It’s possibly about time that we introduced The Guardian to the concept of exchange rates. To the little wrinkles and bits and bobs of exchange rates perhaps. For they’re claiming that the economy of California is larger than that of the UK. Which is might well be of course, it’s a notably richer place than most of the UK. Something that comes from the US being a more capitalist economy perhaps.
However, it’s not really quite like they think it is:
California’s economy has surpassed that of the United Kingdom to become the world’s fifth largest, according to new federal data made public on Friday.
Despite having a population of only 40 million compared with the UK’s 65 million people, California’s gross domestic product of $2.7tn has overtaken the UK’s $2.6tn.
The so-called Golden State’s GDP rose by $127bn in the period from 2016 to 2017, while the UK’s economic output fell slightly over that time when measured in US dollars, due in part to exchange rate fluctuations. British GDP has fallen steadily from $3tn in 2014, according to World Bank figures.
That due partly to exchange rate fluctuations, hmm. Putting “sterling dollar exchange rate” into the box of our favourite monopolist I get a little chart telling me that it was about $1.60 in 2014 (obviously, variations within the year) and about 1.35 now. So, a 15% decline in the exchange rate then.
$3 trillion to $2.6 trillion is a 13 % fall in GDP. We are measuring in USD recall, so we’ve found that the exchange rate difference more than covers the change in size of UK GDP.
It’s not “due in part” it’s “more than entirely due to” which is rather a different statement, isn’t it?
All of which is why we don’t use market exchange rates in the manner that The Guardian just has done. Instead we use purchasing power parity adjusted ones when we desire to compare across economies in this way. Sure, market prices are, by definition, always the correct prices. But we’re also aware that they can wander away from what we’re really trying to measure here, the value of production (or consumption, or incomes) in two different places.

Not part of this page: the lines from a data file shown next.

use anyhow::Result;
use clap::Subcommand;

use super::helpers;
use crate::output::{print_error, print_json, print_success, theme, OutputMode};

#[derive(Subcommand)]
pub enum ConfigCmd {
    Show(ShowArgs),
    Validate(ValidateArgs),
    Path,
}

#[derive(clap::Args)]
pub struct ShowArgs;

#[derive(clap::Args)]
pub struct ValidateArgs;

pub fn execute(
    cmd: ConfigCmd,
    mode: OutputMode,
    ruler: Option<String>,
    config_path: Option<String>,
) -> Result<()> {
    match cmd {
        ConfigCmd::Show(args) => show(args, mode, ruler, config_path),
        ConfigCmd::Validate(args) => validate(args, mode, config_path),
        ConfigCmd::Path => path(mode, config_path),
    }
}

fn show(
    _args: ShowArgs,
    mode: OutputMode,
    ruler: Option<String>,
    config_path: Option<String>,
) -> Result<()> {
    let resolved = helpers::resolve_ruler(ruler.as_deref(), config_path.as_deref());

    match mode {
        OutputMode::Json => match resolved {
            Ok(r) => print_json(&serde_json::json!({ "alerting_enabled": true, "ruler": r }))?,
            Err(_) => print_json(&serde_json::json!({ "alerting_enabled": false }))?,
        },
        OutputMode::Human => {
            theme::print_header("Alerting Configuration");
            match resolved {
                Ok(r) => {
                    theme::print_alerting_status(true);
                    theme::print_section("Ruler");
                    theme::print_kv("URL", &r.url);
                    theme::print_kv("Namespace", &r.namespace);
                    theme::print_kv("Group", &r.group);
                    theme::print_kv("Save timeout", &format!("{}s", r.save_timeout_seconds));
                }
                Err(e) => {
                    theme::print_alerting_status(false);
                    theme::print_dim(&format!("  {e:#}"));
                }
            }
            println!();
        }
    }

    Ok(())
}

fn validate(_args: ValidateArgs, mode: OutputMode, config_path: Option<String>) -> Result<()> {
    match helpers::load_config(config_path.as_deref()) {
        Ok(cfg) => match mode {
            OutputMode::Json => {
                print_json(&serde_json::json!({
                    "valid": true,
                    "alerting_enabled": cfg.alerting_enabled(),
                }))?;
            }
            OutputMode::Human => {
                print_success("Configuration is valid");
                if !cfg.alerting_enabled() {
                    theme::print_warning("No ruler configured; alerting is disabled");
                }
            }
        },
        Err(e) => match mode {
            OutputMode::Json => {
                print_json(&serde_json::json!({"valid": false, "error": format!("{e:#}")}))?;
            }
            OutputMode::Human => print_error(&format!("Invalid configuration: {e:#}")),
        },
    }

    Ok(())
}

fn path(_mode: OutputMode, config_path: Option<String>) -> Result<()> {
    let p = config_path
        .map(std::path::PathBuf::from)
        .unwrap_or_else(helpers::default_config_path);

    println!("{}", p.display());
    Ok(())
}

In the long term they’ll converge on PPP rates. And it’s also PPP rates which determine the incomes or consumption of the people, the thing we’re trying to measure.
The £/$ PPP rate is 0.70 or so, something which changes much less rapidly than market exchange rates. Or $1.43. So, the UK economy is now rather larger when expressed in the correct – for our purposes at least – exchange rate. Perhaps 5 or 6% larger, which usefully takes us past the size of California’s economy again.
But we should go one step further here as well. California’s part of a currency bloc, the $, and prices vary within that block too. PPP exchange rates are different in Mississippi than they are in California. Not that we do normally make these adjustments but we should do if we’re to be accurate. Our best guide to this being the variance in living costs – what a US$ is worth in each state.
$100 is worth, compared to the national price level, only $88 in California. It’s not entirely right to do this but it’s good enough, that means that the PPP exchange rate for California is 12% lower than that for the US as a whole. Or, the £/$ PPP exchange rate for GB/CA is 12% higher than that for GB/US.
Which is our final answer here. It’s not a perfect one, by any means. But when we try to compare what we want to compare, the sizes of the two economies using an exchange rate which measures the important thing – what’s the standard of living? – the UK economy is significantly larger than that of California. Of course, then we should get to per capita where CA wins. But that’s not what The Guardian was doing, is it?